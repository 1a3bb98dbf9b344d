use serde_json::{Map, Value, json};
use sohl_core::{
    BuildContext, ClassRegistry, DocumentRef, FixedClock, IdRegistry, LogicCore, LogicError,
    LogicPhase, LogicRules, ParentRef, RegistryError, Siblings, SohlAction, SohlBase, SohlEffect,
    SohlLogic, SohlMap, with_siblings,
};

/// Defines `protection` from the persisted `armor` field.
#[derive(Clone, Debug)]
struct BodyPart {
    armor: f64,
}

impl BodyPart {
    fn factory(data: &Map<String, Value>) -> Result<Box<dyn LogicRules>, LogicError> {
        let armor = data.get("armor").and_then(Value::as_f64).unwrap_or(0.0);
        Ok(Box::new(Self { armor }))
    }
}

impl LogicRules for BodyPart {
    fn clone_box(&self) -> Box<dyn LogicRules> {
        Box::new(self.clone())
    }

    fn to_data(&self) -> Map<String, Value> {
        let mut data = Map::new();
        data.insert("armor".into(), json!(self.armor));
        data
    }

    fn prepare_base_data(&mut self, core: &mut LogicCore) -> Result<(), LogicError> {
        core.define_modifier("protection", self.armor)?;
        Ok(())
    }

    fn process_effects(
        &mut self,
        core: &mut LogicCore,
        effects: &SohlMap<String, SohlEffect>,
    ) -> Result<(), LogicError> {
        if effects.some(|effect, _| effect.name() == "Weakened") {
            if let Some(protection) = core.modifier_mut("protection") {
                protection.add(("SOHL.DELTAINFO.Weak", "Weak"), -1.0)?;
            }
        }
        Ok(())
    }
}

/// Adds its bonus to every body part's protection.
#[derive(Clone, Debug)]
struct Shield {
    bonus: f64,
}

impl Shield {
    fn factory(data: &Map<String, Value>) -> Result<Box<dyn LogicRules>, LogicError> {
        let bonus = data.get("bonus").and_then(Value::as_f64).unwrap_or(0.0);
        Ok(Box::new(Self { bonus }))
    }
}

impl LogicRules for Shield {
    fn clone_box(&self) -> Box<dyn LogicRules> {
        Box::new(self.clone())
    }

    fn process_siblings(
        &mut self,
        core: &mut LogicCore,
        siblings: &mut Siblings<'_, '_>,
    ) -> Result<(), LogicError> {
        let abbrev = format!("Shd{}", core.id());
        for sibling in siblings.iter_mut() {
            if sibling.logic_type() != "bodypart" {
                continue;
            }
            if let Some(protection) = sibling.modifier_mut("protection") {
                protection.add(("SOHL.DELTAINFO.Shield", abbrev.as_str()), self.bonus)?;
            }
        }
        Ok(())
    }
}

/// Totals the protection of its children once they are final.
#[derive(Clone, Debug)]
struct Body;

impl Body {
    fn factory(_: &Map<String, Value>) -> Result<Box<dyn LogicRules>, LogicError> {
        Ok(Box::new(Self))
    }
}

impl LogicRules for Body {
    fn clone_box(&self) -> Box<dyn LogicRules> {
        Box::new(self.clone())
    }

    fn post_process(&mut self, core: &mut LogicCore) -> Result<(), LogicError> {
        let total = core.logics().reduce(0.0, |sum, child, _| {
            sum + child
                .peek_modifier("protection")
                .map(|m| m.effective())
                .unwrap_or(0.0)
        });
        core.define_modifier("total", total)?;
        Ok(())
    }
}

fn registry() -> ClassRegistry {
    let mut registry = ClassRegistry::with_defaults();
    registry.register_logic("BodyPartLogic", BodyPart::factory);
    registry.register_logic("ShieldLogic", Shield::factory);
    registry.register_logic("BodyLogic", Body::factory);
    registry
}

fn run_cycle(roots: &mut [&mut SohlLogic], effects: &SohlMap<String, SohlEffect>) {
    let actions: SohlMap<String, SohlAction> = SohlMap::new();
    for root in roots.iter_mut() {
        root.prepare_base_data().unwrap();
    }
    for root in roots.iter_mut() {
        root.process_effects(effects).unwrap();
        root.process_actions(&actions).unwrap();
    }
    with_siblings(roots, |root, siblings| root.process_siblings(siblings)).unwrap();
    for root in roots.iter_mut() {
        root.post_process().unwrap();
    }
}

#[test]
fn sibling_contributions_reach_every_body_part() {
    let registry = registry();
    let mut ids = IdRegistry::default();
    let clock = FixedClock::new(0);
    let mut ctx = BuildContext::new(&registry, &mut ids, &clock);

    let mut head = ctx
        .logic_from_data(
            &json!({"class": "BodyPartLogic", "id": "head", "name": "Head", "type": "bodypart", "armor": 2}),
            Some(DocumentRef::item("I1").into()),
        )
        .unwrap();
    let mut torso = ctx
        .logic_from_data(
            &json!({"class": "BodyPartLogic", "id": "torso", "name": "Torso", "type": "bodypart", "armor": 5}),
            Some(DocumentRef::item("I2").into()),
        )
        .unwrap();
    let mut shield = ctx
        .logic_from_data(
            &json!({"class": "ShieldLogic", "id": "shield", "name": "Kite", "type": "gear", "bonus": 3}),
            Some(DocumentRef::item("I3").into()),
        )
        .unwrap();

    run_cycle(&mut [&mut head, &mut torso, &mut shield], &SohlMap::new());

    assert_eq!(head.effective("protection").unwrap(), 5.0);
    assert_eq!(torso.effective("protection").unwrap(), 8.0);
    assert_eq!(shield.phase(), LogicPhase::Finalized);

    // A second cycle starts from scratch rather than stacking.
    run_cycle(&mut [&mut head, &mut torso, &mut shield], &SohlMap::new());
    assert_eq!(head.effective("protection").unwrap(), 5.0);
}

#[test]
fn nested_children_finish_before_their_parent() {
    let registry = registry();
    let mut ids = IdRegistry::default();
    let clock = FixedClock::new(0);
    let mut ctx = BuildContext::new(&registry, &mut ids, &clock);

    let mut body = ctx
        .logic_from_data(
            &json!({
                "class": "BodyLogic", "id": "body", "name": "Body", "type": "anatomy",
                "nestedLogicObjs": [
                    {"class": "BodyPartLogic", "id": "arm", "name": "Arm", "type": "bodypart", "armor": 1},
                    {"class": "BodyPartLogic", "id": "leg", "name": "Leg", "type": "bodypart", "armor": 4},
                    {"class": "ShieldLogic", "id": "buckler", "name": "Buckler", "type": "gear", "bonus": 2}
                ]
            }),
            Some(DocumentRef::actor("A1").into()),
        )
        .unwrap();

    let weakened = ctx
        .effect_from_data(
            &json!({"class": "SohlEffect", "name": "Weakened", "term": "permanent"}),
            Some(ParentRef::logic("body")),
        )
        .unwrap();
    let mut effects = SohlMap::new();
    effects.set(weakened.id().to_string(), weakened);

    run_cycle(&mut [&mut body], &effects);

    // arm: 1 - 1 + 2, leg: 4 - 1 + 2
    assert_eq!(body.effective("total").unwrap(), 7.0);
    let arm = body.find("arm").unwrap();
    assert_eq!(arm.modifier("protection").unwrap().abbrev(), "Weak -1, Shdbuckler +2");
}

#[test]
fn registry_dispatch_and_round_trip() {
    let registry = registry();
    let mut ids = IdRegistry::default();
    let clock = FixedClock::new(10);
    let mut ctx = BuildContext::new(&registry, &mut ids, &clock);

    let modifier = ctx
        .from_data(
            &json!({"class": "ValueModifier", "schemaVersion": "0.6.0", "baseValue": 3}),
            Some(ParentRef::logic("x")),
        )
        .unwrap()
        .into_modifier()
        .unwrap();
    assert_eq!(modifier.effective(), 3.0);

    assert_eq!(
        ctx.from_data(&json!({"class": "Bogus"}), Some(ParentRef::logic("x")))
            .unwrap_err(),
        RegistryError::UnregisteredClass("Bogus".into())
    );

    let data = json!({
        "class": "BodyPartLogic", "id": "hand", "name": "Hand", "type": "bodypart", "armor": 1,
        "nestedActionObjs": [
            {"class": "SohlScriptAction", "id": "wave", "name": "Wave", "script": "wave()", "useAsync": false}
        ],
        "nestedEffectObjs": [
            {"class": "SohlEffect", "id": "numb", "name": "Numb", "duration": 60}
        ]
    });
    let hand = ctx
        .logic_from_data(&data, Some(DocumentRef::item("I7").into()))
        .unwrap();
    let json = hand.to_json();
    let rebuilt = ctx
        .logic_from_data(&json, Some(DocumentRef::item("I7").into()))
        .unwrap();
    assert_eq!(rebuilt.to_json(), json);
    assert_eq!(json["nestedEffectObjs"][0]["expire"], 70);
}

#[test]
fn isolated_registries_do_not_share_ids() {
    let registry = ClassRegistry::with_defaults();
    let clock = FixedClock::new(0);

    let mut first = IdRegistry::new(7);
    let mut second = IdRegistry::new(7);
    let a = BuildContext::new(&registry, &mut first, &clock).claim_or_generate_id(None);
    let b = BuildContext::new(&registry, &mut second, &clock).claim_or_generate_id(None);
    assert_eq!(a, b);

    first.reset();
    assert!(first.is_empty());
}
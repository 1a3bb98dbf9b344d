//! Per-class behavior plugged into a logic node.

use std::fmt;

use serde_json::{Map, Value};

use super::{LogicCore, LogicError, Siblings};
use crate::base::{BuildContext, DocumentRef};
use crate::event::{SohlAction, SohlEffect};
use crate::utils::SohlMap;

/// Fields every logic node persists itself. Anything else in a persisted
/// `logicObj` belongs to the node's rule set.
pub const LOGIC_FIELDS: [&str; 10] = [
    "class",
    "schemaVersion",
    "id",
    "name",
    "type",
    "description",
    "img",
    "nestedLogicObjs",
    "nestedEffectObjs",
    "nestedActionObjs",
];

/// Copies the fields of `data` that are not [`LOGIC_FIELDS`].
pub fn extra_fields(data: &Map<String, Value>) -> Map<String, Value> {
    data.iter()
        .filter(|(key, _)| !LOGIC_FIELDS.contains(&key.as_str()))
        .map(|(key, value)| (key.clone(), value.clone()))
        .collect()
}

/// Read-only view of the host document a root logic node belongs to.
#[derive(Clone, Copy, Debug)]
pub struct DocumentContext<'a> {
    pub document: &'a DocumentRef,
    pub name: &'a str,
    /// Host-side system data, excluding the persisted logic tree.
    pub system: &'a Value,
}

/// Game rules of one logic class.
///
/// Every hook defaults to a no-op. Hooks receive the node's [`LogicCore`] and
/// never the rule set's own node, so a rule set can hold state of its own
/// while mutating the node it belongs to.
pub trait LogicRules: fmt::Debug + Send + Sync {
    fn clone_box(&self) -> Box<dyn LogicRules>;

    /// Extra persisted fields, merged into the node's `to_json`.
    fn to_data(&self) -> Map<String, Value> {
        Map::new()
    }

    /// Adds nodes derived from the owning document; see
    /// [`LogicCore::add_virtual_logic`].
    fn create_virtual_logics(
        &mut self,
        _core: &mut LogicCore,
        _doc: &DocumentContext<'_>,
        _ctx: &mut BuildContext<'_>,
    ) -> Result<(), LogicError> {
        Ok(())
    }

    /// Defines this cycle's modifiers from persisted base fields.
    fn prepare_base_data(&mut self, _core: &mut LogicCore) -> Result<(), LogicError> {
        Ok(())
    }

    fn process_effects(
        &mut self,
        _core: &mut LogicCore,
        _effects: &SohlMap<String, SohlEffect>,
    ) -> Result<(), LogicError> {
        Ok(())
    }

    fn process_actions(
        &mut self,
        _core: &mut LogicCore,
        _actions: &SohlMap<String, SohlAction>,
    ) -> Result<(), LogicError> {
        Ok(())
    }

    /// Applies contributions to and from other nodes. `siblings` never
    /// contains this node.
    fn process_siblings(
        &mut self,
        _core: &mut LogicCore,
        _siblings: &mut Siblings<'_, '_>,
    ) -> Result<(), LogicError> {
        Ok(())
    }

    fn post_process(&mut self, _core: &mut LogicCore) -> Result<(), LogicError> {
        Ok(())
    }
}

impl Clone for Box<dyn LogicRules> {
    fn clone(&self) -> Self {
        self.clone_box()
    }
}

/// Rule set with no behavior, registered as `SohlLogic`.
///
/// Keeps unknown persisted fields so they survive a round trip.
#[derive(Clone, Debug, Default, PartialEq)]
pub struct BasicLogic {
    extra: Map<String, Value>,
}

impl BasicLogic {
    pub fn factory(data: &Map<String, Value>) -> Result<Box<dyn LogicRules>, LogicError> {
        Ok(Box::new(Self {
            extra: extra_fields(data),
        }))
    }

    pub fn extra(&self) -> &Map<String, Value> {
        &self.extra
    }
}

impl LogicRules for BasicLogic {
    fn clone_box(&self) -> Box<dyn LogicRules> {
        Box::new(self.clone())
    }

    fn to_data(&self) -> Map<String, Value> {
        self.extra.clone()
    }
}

Task brief → Search the listing for the string "behavior". Copy each line where it is found.

Task answer →
//! Per-class behavior plugged into a logic node.
/// Rule set with no behavior, registered as `SohlLogic`.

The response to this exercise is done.